Aux quatre coins de la Suisse
Entre la première vague et la deuxième toujours en cours, il y a une différence au niveau de la mortalité. La première vague a généré 1700 décès contre 4300 au cours de la deuxième. Pour l’épidémiologiste et responsable de l’Institut de santé globale à Genève Antoine Flahault, ces chiffres ne sont pas étonnants et pas encore consolidés en raison de l’arrivée de l’hiver. La durée de la deuxième vague risque d’être par conséquent beaucoup plus longue que la première. «La mortalité de cette deuxième vague est déjà supérieure à celle survenue lors de la première. D’ici sept jours, nous prévoyons que la Suisse aura dépassé 6000 morts du Covid-19», déclare-t-il.
Autre différence par rapport à la situation de mars et d’avril: la pandémie touche désormais l’ensemble du territoire national. «Au printemps, c’était principalement le Tessin et quelques cantons romands qui se trouvaient les plus impactés», poursuit l’épidémiologiste. Et de craindre une surmortalité sur l’ensemble de l’année et dans tout le pays.
Le Covid-19 change-t-il la donne? «Il est trop tôt pour le dire»
Rolf Weitkunat, de l'OFS
65 ans et plus touchés
Pour déterminer s’il y a surmortalité, l’OFS se base sur une moyenne des décès pluriannuelle. Il en conclut que du 16 mars au 19 avril, une surmortalité a été observée en raison de la pandémie. «Entre le 30 mars et le 5 avril, par exemple, 39% de plus de personnes sont décédées que ce qui était normalement attendu», note-t-il. Cet été, la situation s’est stabilisée. Sur le premier semestre, comme nous le rapportions cet été, la Suisse a connu une situation de sous-mortalité.
Cette année, les deux pics de surmortalité survenus ce printemps et cet automne ont concerné essentiellement les 65 ans et plus. Durant cette deuxième vague, l'excès de mortalité est particulièrement élevé en Suisse romande, avec en tête Fribourg et le Valais qui ont enregistré, durant la dernière semaine d’octobre, plus du double de décès qu’escompté. Le Covid-19 tue tout particulièrement les plus de 80 ans.

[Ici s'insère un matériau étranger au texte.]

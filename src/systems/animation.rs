//! Walk-cycle frame selection.
//!
//! [`frame_for`] is the whole state machine: standing shows
//! `stand-{facing}`; walking alternates `walk-{facing}` and
//! `stand-{facing}` every `period_ms` of wall-clock time. [`walk_animation`]
//! applies it to the actor and swaps the sprite's texture key.
use bevy_ecs::prelude::*;

use crate::components::actor::{Actor, Facing};
use crate::components::animation::{FrameKey, WalkAnimation};
use crate::components::sprite::Sprite;
use crate::resources::worldtime::WorldTime;

pub fn frame_for(facing: Facing, moving: bool, wall_ms: u64, period_ms: u64) -> FrameKey {
    if !moving {
        return FrameKey::stand(facing);
    }
    if (wall_ms / period_ms.max(1)) % 2 == 0 {
        FrameKey::walk(facing)
    } else {
        FrameKey::stand(facing)
    }
}

pub fn walk_animation(
    mut query: Query<(&Actor, &mut WalkAnimation, &mut Sprite)>,
    time: Res<WorldTime>,
) {
    for (actor, mut anim, mut sprite) in query.iter_mut() {
        let frame = frame_for(actor.facing, actor.moving, time.wall_ms, anim.period_ms);
        if anim.frame != frame {
            anim.frame = frame;
            sprite.tex_key = frame.texture_key(&anim.texture_prefix);
        }
    }
}
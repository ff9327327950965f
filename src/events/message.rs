//! Door message lifecycle.
//!
//! [`ShowMessageEvent`] replaces whatever message is on screen: the old
//! dismissal timer is canceled and the old text entity despawned before the
//! new one is spawned with a fresh timer. The timer firing is handled in
//! [`crate::events::timer::timer_observer`].

use bevy_ecs::observer::On;
use bevy_ecs::prelude::*;
use log::{debug, info};

use crate::components::dynamictext::DynamicText;
use crate::components::scenemember::SceneMember;
use crate::components::screenposition::ScreenPosition;
use crate::resources::gameconfig::GameConfig;
use crate::resources::messageoverlay::{MessageOverlay, ShownMessage};
use crate::resources::scheduler::{DeferredAction, Scheduler};
use crate::resources::screensize::ScreenSize;

pub const MESSAGE_FONT_SIZE: f32 = 24.0;
/// The message sits this far above the screen center.
pub const MESSAGE_RAISE: f32 = 50.0;

#[derive(Event, Debug, Clone, PartialEq, Eq)]
pub struct ShowMessageEvent {
    pub text: String,
}

pub fn show_message_observer(
    trigger: On<ShowMessageEvent>,
    mut overlay: ResMut<MessageOverlay>,
    mut scheduler: ResMut<Scheduler>,
    config: Res<GameConfig>,
    screen: Res<ScreenSize>,
    mut commands: Commands,
) {
    let text = trigger.event().text.clone();

    let entity = commands
        .spawn((
            DynamicText::new(text.clone(), MESSAGE_FONT_SIZE).centered(),
            ScreenPosition::new(
                screen.w as f32 * 0.5,
                screen.h as f32 * 0.5 - MESSAGE_RAISE,
            ),
            SceneMember,
        ))
        .id();
    let dismiss = scheduler.schedule(config.message_secs(), DeferredAction::DismissMessage);

    if let Some(previous) = overlay.replace(ShownMessage {
        entity,
        text: text.clone(),
        dismiss,
    }) {
        scheduler.cancel(previous.dismiss);
        commands.entity(previous.entity).try_despawn();
        debug!("replaced pending message {:?}", previous.dismiss);
    }
    info!("showing message {:?}", text);
}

Maladies cardiovasculaires et cancers en tête
L’OFS a récemment publié une étude sur les causes de la mortalité en 2018. Les maladies cardiovasculaires et le cancer ont été les plus meurtriers cette année-là. Ils ont été responsables de près de 57% des décès. Ont suivi la démence et les maladies respiratoires.
Le Covid-19 change-t-il la donne? «Il est trop tôt pour le dire», répond Rolf Weitkunat. La statistique des causes de décès repose sur les déclarations que sont tenus de faire les médecins. «Établir cette statistique prend du temps. Il faut d’abord coder les informations sur chacun des quelque 67.000 certificats de décès», souligne-t-il. Ce travail de codage dure environ un an. Lorsque les indications fournies par les médecins sont incomplètes ou contradictoires, il faut par exemple obtenir des renseignements complémentaires, ce qui retarde le temps de traitement. Les données ne peuvent faire l’objet d’une analyse qu’une fois codées.
Un baby-boom?
Les statistiques de la mortalité sont étroitement liées à la démographie et la pyramide des âges. Or, la population suisse vieillit et les naissances sont en baisse. Aura-t-on un baby-boom suite au semi-confinement de ce printemps? Là aussi, il est trop tôt pour se prononcer. Les bébés conçus en avril naîtront en janvier.
«Cependant, d'après les travaux existants, les crises dans les pays du Nord ont plutôt tendance à déprimer la fécondité momentanément. Les incertitudes liées à l'avenir freinent les couples dans leur projet de famille. Par contre, dans les pays du Sud ou alors à l'époque d'avant la contraception au Nord, on peut observer des pics de naissances après des événements perturbateurs», indique Clémentine Rossier, démographe à l’Université de Genève.